Rare Mechanism of Acquired Resistance to Osimertinib in Korean Patients with EGFR-mutated Non-small Cell Lung Cancer.
- Author:
Jiyun LEE
1
;
Joon Ho SHIM
;
Woong Yang PARK
;
Hee Kyung KIM
;
Jong Mu SUN
;
Se Hoon LEE
;
Jin Seok AHN
;
Keunchil PARK
;
Myung Ju AHN
Author Information
- Publication Type:Case Report
- Keywords: Osimertinib; AZD9291; Resistance
- MeSH: Biopsy; Carcinoma, Non-Small-Cell Lung*; Exons; Female; Gene Frequency; Humans; Liver; Lung; Middle Aged; Phosphotransferases; Population Characteristics; Receptor, Epidermal Growth Factor
- From:Cancer Research and Treatment 2019;51(1):408-412
- CountryRepublic of Korea
- Language:English
- Abstract: Epidermal growth factor receptor (EGFR)‒tyrosine kinase inhibitors (TKIs) are effective clinical therapeutics for EGFR-mutant non-small cell lung cancer (NSCLC).
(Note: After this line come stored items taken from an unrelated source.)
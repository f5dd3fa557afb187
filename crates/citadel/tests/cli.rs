use std::fs;
use std::path::PathBuf;

use assert_cmd::Command;
use predicates::prelude::*;
use tempfile::TempDir;

const DEMO_MANIFEST: &str = r#"{
    "core": {
        "controllers": { "heartbeat": "demo:heartbeat" },
        "modules": { "settings": "demo:settings" },
        "services": { "clock": "demo:clock" },
        "objects": { "config": "demo:config", "nothing": "demo:empty" }
    },
    "plugins": { "greeter": "demo:greeter" },
    "widgets": { "status": "demo:status" }
}"#;

fn write_file(dir: &TempDir, name: &str, contents: &str) -> PathBuf {
    let path = dir.path().join(name);
    fs::write(&path, contents).expect("write fixture");
    path
}

#[test]
fn test_validate_summarizes_groups() -> Result<(), Box<dyn std::error::Error>> {
    let dir = tempfile::tempdir()?;
    let manifest = write_file(&dir, "app.json", DEMO_MANIFEST);

    Command::cargo_bin("citadel")?
        .arg("validate")
        .arg(&manifest)
        .assert()
        .success()
        .stdout(predicate::str::contains("is valid (7 entries)"))
        .stdout(predicate::str::contains("core.objects: 2"))
        .stdout(predicate::str::contains("plugins: 1"));

    Ok(())
}

#[test]
fn test_validate_rejects_non_string_identifier() -> Result<(), Box<dyn std::error::Error>> {
    let dir = tempfile::tempdir()?;
    let manifest = write_file(&dir, "bad.json", r#"{ "plugins": { "greeter": 42 } }"#);

    Command::cargo_bin("citadel")?
        .arg("validate")
        .arg(&manifest)
        .assert()
        .failure()
        .stderr(predicate::str::contains("greeter"));

    Ok(())
}

#[test]
fn test_validate_rejects_unknown_section() -> Result<(), Box<dyn std::error::Error>> {
    let dir = tempfile::tempdir()?;
    let manifest = write_file(&dir, "bad.json", r#"{ "daemons": {} }"#);

    Command::cargo_bin("citadel")?
        .arg("validate")
        .arg(&manifest)
        .assert()
        .failure()
        .stderr(predicate::str::contains("Unknown section 'daemons'"));

    Ok(())
}

#[test]
fn test_boot_activates_demo_manifest() -> Result<(), Box<dyn std::error::Error>> {
    let dir = tempfile::tempdir()?;
    let manifest = write_file(&dir, "app.json", DEMO_MANIFEST);

    Command::cargo_bin("citadel")?
        .arg("boot")
        .arg(&manifest)
        .assert()
        .success()
        .stdout(predicate::str::contains("plugins: greeter\n"))
        .stdout(predicate::str::contains("widgets: status, greeter-echo"))
        .stdout(predicate::str::contains("core.services: clock"))
        .stdout(predicate::str::contains("-> plugin:greeter"))
        .stdout(predicate::str::contains("-> widget:greeter-echo"))
        .stdout(predicate::str::contains("-> widget:status"))
        .stdout(predicate::str::contains("Shutting down..."));

    Ok(())
}

#[test]
fn test_boot_with_priority_strategy_from_config() -> Result<(), Box<dyn std::error::Error>> {
    let dir = tempfile::tempdir()?;
    let manifest = write_file(&dir, "app.json", DEMO_MANIFEST);
    let config = write_file(&dir, "citadel.json", r#"{ "load_strategy": "priority", "load_timeout_ms": 500 }"#);

    Command::cargo_bin("citadel")?
        .arg("boot")
        .arg(&manifest)
        .arg("--config")
        .arg(&config)
        .assert()
        .success()
        .stdout(predicate::str::contains("widgets: status"));

    Ok(())
}

#[test]
fn test_boot_times_out_on_pending_section() -> Result<(), Box<dyn std::error::Error>> {
    let dir = tempfile::tempdir()?;
    let manifest = write_file(&dir, "stuck.json", r#"{ "core": { "modules": { "stuck": "demo:never" } } }"#);

    Command::cargo_bin("citadel")?
        .arg("boot")
        .arg(&manifest)
        .arg("--timeout-ms")
        .arg("50")
        .assert()
        .failure()
        .stderr(predicate::str::contains("timed out after 50 ms"));

    Ok(())
}

#[test]
fn test_boot_rejects_unknown_strategy() -> Result<(), Box<dyn std::error::Error>> {
    let dir = tempfile::tempdir()?;
    let manifest = write_file(&dir, "app.json", DEMO_MANIFEST);

    Command::cargo_bin("citadel")?
        .arg("boot")
        .arg(&manifest)
        .arg("--strategy")
        .arg("random")
        .assert()
        .failure()
        .stderr(predicate::str::contains("unknown load strategy"));

    Ok(())
}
Osimertinib, a thirdgeneration EGFR TKI, has proven effective against T790M mutations. However, the vast majority of patients acquire resistance following successful treatment. A 59-year-old female patient with metastatic NSCLC developed resistance after 43 weeks of osimertinib. CancerSCAN of the metastatic liver lesion revealed a EGFR C797G mutation at an allele frequency of 72%, a preexisting T790M mutation (73%) in cis and an exon 19 deletion (87%). Another 53-year-old female patient developed systemic progression after 10 months of osimertinib. CancerSCAN of the lung biopsy identified an EGFR L718Q mutation at an allele frequency of 7%, concomitant PIK3CA E545K (12.90%) and preexisting EGFR L858R (38%), but loss of the T790M mutation. The heterogeneity of osimertinib resistance mechanisms warrants further investigation into novel or combination agents to overcome the rare acquired resistances.